» INFORMATION PROVIDED
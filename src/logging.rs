//! Structured logging setup
//!
//! The engine only emits `tracing` events: route registration at `info`,
//! per-request resolution at `debug`, failures at `warn`. Applications that do
//! not install their own subscriber can use [`init_logging_with_config`].

use anyhow::{Context, Result};
use std::env;
use tracing::Level;
use tracing_appender::non_blocking::WorkerGuard;
use tracing_subscriber::layer::SubscriberExt;
use tracing_subscriber::util::SubscriberInitExt;
use tracing_subscriber::{EnvFilter, Layer};

/// Log format: JSON for production, pretty-print for development
#[derive(Debug, Clone, Copy, PartialEq, Eq)]
pub enum LogFormat {
    Json,
    Pretty,
}

impl LogFormat {
    pub fn parse(s: &str) -> Self {
        match s.to_lowercase().as_str() {
            "pretty" => LogFormat::Pretty,
            _ => LogFormat::Json,
        }
    }
}

/// Logging configuration
#[derive(Debug, Clone)]
pub struct LogConfig {
    /// Log level: trace/debug/info/warn/error
    pub log_level: String,
    /// Log format: json/pretty
    pub format: LogFormat,
    /// Write through a background thread
    pub async_logging: bool,
    /// Extra filter directives (comma-separated), e.g. `brrtbind::resolver=trace`
    pub target_filter: Option<String>,
    /// Include file:line location (dev only)
    pub include_location: bool,
}

impl LogConfig {
    /// Parse configuration from environment variables with defaults
    pub fn from_env() -> Self {
        Self::from_lookup(|key| env::var(key).ok())
    }

    fn from_lookup(lookup: impl Fn(&str) -> Option<String>) -> Self {
        Self {
            log_level: lookup("BRRTR_LOG_LEVEL").unwrap_or_else(|| "info".to_string()),
            format: LogFormat::parse(&lookup("BRRTR_LOG_FORMAT").unwrap_or_else(|| "json".to_string())),
            async_logging: lookup("BRRTR_LOG_ASYNC")
                .and_then(|s| s.parse().ok())
                .unwrap_or(true),
            target_filter: lookup("BRRTR_LOG_TARGET_FILTER"),
            include_location: lookup("BRRTR_LOG_INCLUDE_LOCATION")
                .and_then(|s| s.parse().ok())
                .unwrap_or(false),
        }
    }

    /// Create a default configuration for development and tests
    pub fn default_dev() -> Self {
        Self {
            log_level: "debug".to_string(),
            format: LogFormat::Pretty,
            async_logging: false,
            target_filter: None,
            include_location: true,
        }
    }

    fn level(&self) -> Level {
        match self.log_level.to_lowercase().as_str() {
            "trace" => Level::TRACE,
            "debug" => Level::DEBUG,
            "warn" => Level::WARN,
            "error" => Level::ERROR,
            _ => Level::INFO,
        }
    }

    fn env_filter(&self) -> EnvFilter {
        let mut filter =
            EnvFilter::try_from_default_env().unwrap_or_else(|_| EnvFilter::new(self.level().as_str()));
        if let Some(targets) = &self.target_filter {
            for directive in targets.split(',').map(str::trim).filter(|d| !d.is_empty()) {
                match directive.parse() {
                    Ok(d) => filter = filter.add_directive(d),
                    Err(_) => eprintln!("Warning: Invalid log filter directive: {directive}"),
                }
            }
        }
        filter
    }
}

/// Install the global subscriber.
///
/// # Arguments
///
/// * `config` - Logging configuration
///
/// # Returns
///
/// With async logging, the guard of the background writer. Keep it alive until
/// exit; dropping it flushes pending lines.
///
/// # Errors
///
/// When a global subscriber is already installed.
///
/// # Example
///
/// ```no_run
/// use brrtbind::logging::{init_logging_with_config, LogConfig};
///
/// let _guard = init_logging_with_config(&LogConfig::from_env())?;
/// # Ok::<(), anyhow::Error>(())
/// ```
pub fn init_logging_with_config(config: &LogConfig) -> Result<Option<WorkerGuard>> {
    let (writer, guard) = if config.async_logging {
        let (non_blocking, guard) = tracing_appender::non_blocking(std::io::stdout());
        (tracing_subscriber::fmt::writer::BoxMakeWriter::new(non_blocking), Some(guard))
    } else {
        (tracing_subscriber::fmt::writer::BoxMakeWriter::new(std::io::stdout), None)
    };

    let fmt_layer = match config.format {
        LogFormat::Json => tracing_subscriber::fmt::layer()
            .json()
            .with_current_span(true)
            .with_target(true)
            .with_thread_ids(true)
            .with_span_list(true)
            .with_file(config.include_location)
            .with_line_number(config.include_location)
            .with_writer(writer)
            .boxed(),
        LogFormat::Pretty => tracing_subscriber::fmt::layer()
            .pretty()
            .with_target(true)
            .with_thread_ids(false)
            .with_file(config.include_location)
            .with_line_number(config.include_location)
            .with_writer(writer)
            .boxed(),
    };

    tracing_subscriber::registry()
        .with(config.env_filter())
        .with(fmt_layer)
        .try_init()
        .context("Failed to initialize logging")?;
    Ok(guard)
}
//! Orchestration loop that repairs a Python target until its tests pass.
//!
//! Three cooperating roles share one owned state record:
//! - the Auditor summarizes defects via static analysis,
//! - the Fixer rewrites one file at a time through a model provider and
//!   repairs its companion tests,
//! - the Judge runs the test suite and decides what happens next.
//!
//! A plain bounded loop ([`router`]) drives the roles; nothing advances the
//! run except an explicit routing decision, and every run terminates with a
//! [`state::StopReason`].

pub mod agents;
pub mod analyzer;
pub mod backoff;
pub mod config;
pub mod orchestrator;
pub mod prompts;
pub mod provider;
pub mod router;
pub mod run_log;
pub mod state;
pub mod test_runner;
pub mod testgen;
pub mod workspace;

#[cfg(test)]
pub(crate) mod test_support;

pub use agents::Collaborators;
pub use config::SwarmConfig;
pub use orchestrator::{Orchestrator, RunReport};
pub use state::{Role, RunState, StopReason};
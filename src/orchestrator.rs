//! The loop driver: owns the state record, asks the router for the next
//! step, and dispatches exactly one role at a time.
//!
//! Dispatch order is always router → role → router; roles never call each
//! other. Every trace entry a role appends is mirrored to the run log before
//! the next routing decision.

use std::path::Path;

use anyhow::{bail, Context, Result};
use tracing::info;

use crate::agents::{self, Collaborators};
use crate::router::{route, Step};
use crate::run_log::RunLog;
use crate::state::{Role, RunState, StopReason, TraceEntry};

/// Final report handed back to the caller once the loop terminates.
#[derive(Debug)]
pub struct RunReport {
    pub stop_reason: StopReason,
    pub iterations: u32,
    pub trace: Vec<TraceEntry>,
}

pub struct Orchestrator {
    collab: Collaborators,
    run_log: RunLog,
}

impl Orchestrator {
    pub fn new(collab: Collaborators, run_log: RunLog) -> Self {
        Self { collab, run_log }
    }

    /// Drive one full run over `target` (a Python file or a directory).
    pub async fn run(&self, target: &Path, max_iterations: u32) -> Result<RunReport> {
        let mut state = RunState::new(target, max_iterations);
        self.populate_queue(&mut state)
            .with_context(|| format!("listing target {}", target.display()))?;

        self.run_log
            .startup(target, self.collab.provider.model_id(), max_iterations);
        info!(
            target = %target.display(),
            files = state.pending_files.len(),
            max_iterations,
            "run started"
        );

        let mut flushed = 0;
        loop {
            let step = route(&mut state);
            match step {
                Step::Run(Role::Auditor) => agents::auditor::run(&mut state, &self.collab),
                Step::Run(Role::Fixer) => agents::fixer::run(&mut state, &self.collab).await,
                Step::Run(Role::Judge) => agents::judge::run(&mut state, &self.collab),
                Step::Run(Role::Done) => {
                    // route() never dispatches Done; terminate defensively.
                    state.stop(StopReason::TestsPassing);
                }
                Step::Terminal(reason) => {
                    self.flush_trace(&state, flushed);
                    self.run_log.completion(reason, state.iteration_count);
                    info!(stop_reason = %reason, iterations = state.iteration_count, "run finished");
                    return Ok(RunReport {
                        stop_reason: reason,
                        iterations: state.iteration_count,
                        trace: state.trace().to_vec(),
                    });
                }
            }
            flushed = self.flush_trace(&state, flushed);
        }
    }

    /// FIFO queue of files to fix, in deterministic listing order. A single
    /// .py target becomes a one-element queue. A directory with no Python
    /// sources is an error: with nothing to fix and nothing to test, letting
    /// the loop run would end in a success that verified nothing.
    fn populate_queue(&self, state: &mut RunState) -> Result<()> {
        let files = if state.target.is_dir() {
            let files = self.collab.workspace.list_sources(&state.target)?;
            if files.is_empty() {
                bail!(
                    "no Python sources found under {}",
                    state.target.display()
                );
            }
            files
        } else {
            vec![state.target.clone()]
        };
        state.populate_queue(files);
        Ok(())
    }

    /// Mirror newly appended trace entries to the run log.
    fn flush_trace(&self, state: &RunState, from: usize) -> usize {
        let trace = state.trace();
        for entry in &trace[from..] {
            self.run_log.role_step(entry);
        }
        trace.len()
    }
}

#[cfg(test)]
mod tests {
    use super::*;
    use crate::test_support::{collaborators, write_module};

    #[tokio::test]
    async fn single_file_run_reaches_tests_passing() {
        let (dir, mut collab) = collaborators();
        collab.provider = crate::test_support::provider_always("def add(a, b):\n    return a + b\n");
        let module = write_module(dir.path(), "calc.py", "def add(a, b):\n    return a - b\n");
        write_module(dir.path(), "test_calc.py", "def test_add():\n    assert True\n");

        let orch = Orchestrator::new(collab, RunLog::disabled());
        let report = orch.run(&module, 10).await.unwrap();

        assert_eq!(report.stop_reason, StopReason::TestsPassing);
        // auditor, fixer, judge, then the terminal route.
        assert_eq!(report.iterations, 3);
        assert!(report.trace.iter().any(|e| e.action == "rewrite"));
        assert!(report.trace.iter().any(|e| e.action == "test_run"));
    }

    #[tokio::test]
    async fn trace_entries_are_mirrored_to_the_run_log() {
        let (dir, mut collab) = collaborators();
        collab.provider = crate::test_support::provider_always("x = 1\n");
        let module = write_module(dir.path(), "m.py", "x = 2\n");
        write_module(dir.path(), "test_m.py", "def test_m():\n    assert True\n");

        let log_dir = tempfile::tempdir().unwrap();
        let log_path = log_dir.path().join("run.jsonl");
        let orch = Orchestrator::new(collab, RunLog::new(Some(log_path.clone())));
        orch.run(&module, 10).await.unwrap();

        let content = std::fs::read_to_string(&log_path).unwrap();
        let lines: Vec<&str> = content.lines().collect();
        assert!(lines.first().unwrap().contains("startup"));
        assert!(lines.last().unwrap().contains("completion"));
        assert!(lines.iter().any(|l| l.contains("rewrite")));
    }
}
//! Judge role: run the test suite over the target scope and decide where
//! control goes next.
//!
//! Passing → the in-flight file is resolved; with an empty queue the run
//! stops as `tests_passing`, otherwise the Fixer picks up the next file.
//! Anything else (failures, collection errors, no tests) → back to the
//! Auditor for another cycle. A runner launch failure is classified as a
//! collection error so the loop keeps moving instead of crashing.

use std::path::PathBuf;

use tracing::{info, warn};

use super::Collaborators;
use crate::state::{Role, RunState, StopReason};
use crate::test_runner::{classify, TestOutcome, TestStatus};

pub fn run(state: &mut RunState, collab: &Collaborators) {
    let scope = test_scope(state);

    let outcome = match collab.runner.run(&scope) {
        Ok(raw) => classify(&raw),
        Err(e) => {
            warn!(error = %e, "test runner failed to launch");
            TestOutcome {
                status: TestStatus::CollectionError,
                counts: None,
                raw_summary: format!("runner launch failed: {e}"),
            }
        }
    };

    info!(status = ?outcome.status, "judge verdict");
    state.push_trace(Role::Judge, "test_run", describe(&outcome));
    state.last_outcome = Some(outcome.status);

    if outcome.status == TestStatus::Passing {
        let resolved = state.resolve_current();
        if let Some(file) = resolved {
            state.push_trace(
                Role::Judge,
                "file_resolved",
                file.file_name()
                    .map(|s| s.to_string_lossy().to_string())
                    .unwrap_or_else(|| file.display().to_string()),
            );
        }
        if state.pending_files.is_empty() {
            state.stop(StopReason::TestsPassing);
        } else {
            state.active_role = Role::Fixer;
        }
    } else {
        state.active_role = Role::Auditor;
    }
}

/// Tests run over the whole target directory; for a single-file target the
/// containing directory is used so companion test files are collected.
fn test_scope(state: &RunState) -> PathBuf {
    if state.target.is_dir() {
        state.target.clone()
    } else {
        state
            .target
            .parent()
            .filter(|p| !p.as_os_str().is_empty())
            .map(PathBuf::from)
            .unwrap_or_else(|| PathBuf::from("."))
    }
}

fn describe(outcome: &TestOutcome) -> String {
    match (&outcome.status, &outcome.counts) {
        (status, Some(c)) => format!(
            "{status:?}: {} passed, {} failed, {} errors",
            c.passed, c.failed, c.errors
        ),
        (status, None) => format!("{status:?}: {}", outcome.raw_summary),
    }
}

#[cfg(test)]
mod tests {
    use super::*;
    use crate::test_support::{collaborators, runner_with_exit, write_module};

    #[test]
    fn passing_with_empty_queue_stops_tests_passing() {
        let (dir, mut collab) = collaborators();
        collab.runner = runner_with_exit(0, "1 passed in 0.01s");
        write_module(dir.path(), "calc.py", "x = 1\n");

        let mut state = RunState::new(dir.path(), 10);
        state.current_file = Some(dir.path().join("calc.py"));

        run(&mut state, &collab);

        assert_eq!(state.stop_reason, Some(StopReason::TestsPassing));
        assert_eq!(state.active_role, Role::Done);
        assert!(state.current_file.is_none());
        assert!(state.last_outcome == Some(TestStatus::Passing));
    }

    #[test]
    fn passing_with_pending_queue_routes_to_fixer() {
        let (dir, mut collab) = collaborators();
        collab.runner = runner_with_exit(0, "3 passed in 0.02s");

        let mut state = RunState::new(dir.path(), 10);
        state.current_file = Some(dir.path().join("a.py"));
        state.populate_queue(vec![dir.path().join("b.py")]);

        run(&mut state, &collab);

        assert_eq!(state.stop_reason, None);
        assert_eq!(state.active_role, Role::Fixer);
        // Slot cleared so the Fixer pops b.py next.
        assert!(state.current_file.is_none());
    }

    #[test]
    fn failures_route_back_to_auditor_and_keep_current() {
        let (dir, mut collab) = collaborators();
        collab.runner = runner_with_exit(1, "1 failed, 2 passed in 0.03s");

        let mut state = RunState::new(dir.path(), 10);
        state.current_file = Some(dir.path().join("a.py"));

        run(&mut state, &collab);

        assert_eq!(state.active_role, Role::Auditor);
        assert_eq!(state.current_file, Some(dir.path().join("a.py")));
        assert_eq!(state.last_outcome, Some(TestStatus::Failing));
    }

    #[test]
    fn collection_error_recorded_for_fixer_policy() {
        let (dir, mut collab) = collaborators();
        collab.runner = runner_with_exit(2, "ERROR collecting test_a.py");

        let mut state = RunState::new(dir.path(), 10);
        run(&mut state, &collab);

        assert_eq!(state.last_outcome, Some(TestStatus::CollectionError));
        assert_eq!(state.active_role, Role::Auditor);
    }

    #[test]
    fn runner_launch_failure_is_collection_error() {
        let (dir, mut collab) = collaborators();
        collab.runner = crate::test_support::failing_runner();

        let mut state = RunState::new(dir.path(), 10);
        run(&mut state, &collab);

        assert_eq!(state.last_outcome, Some(TestStatus::CollectionError));
        assert_eq!(state.active_role, Role::Auditor);
        assert!(state.stop_reason.is_none());
    }
}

» TASK STATEMENT
Over the whole listing above, give the number of lines in which "join" occurs, and no other words.

» SOLUTION TO THIS TASK
6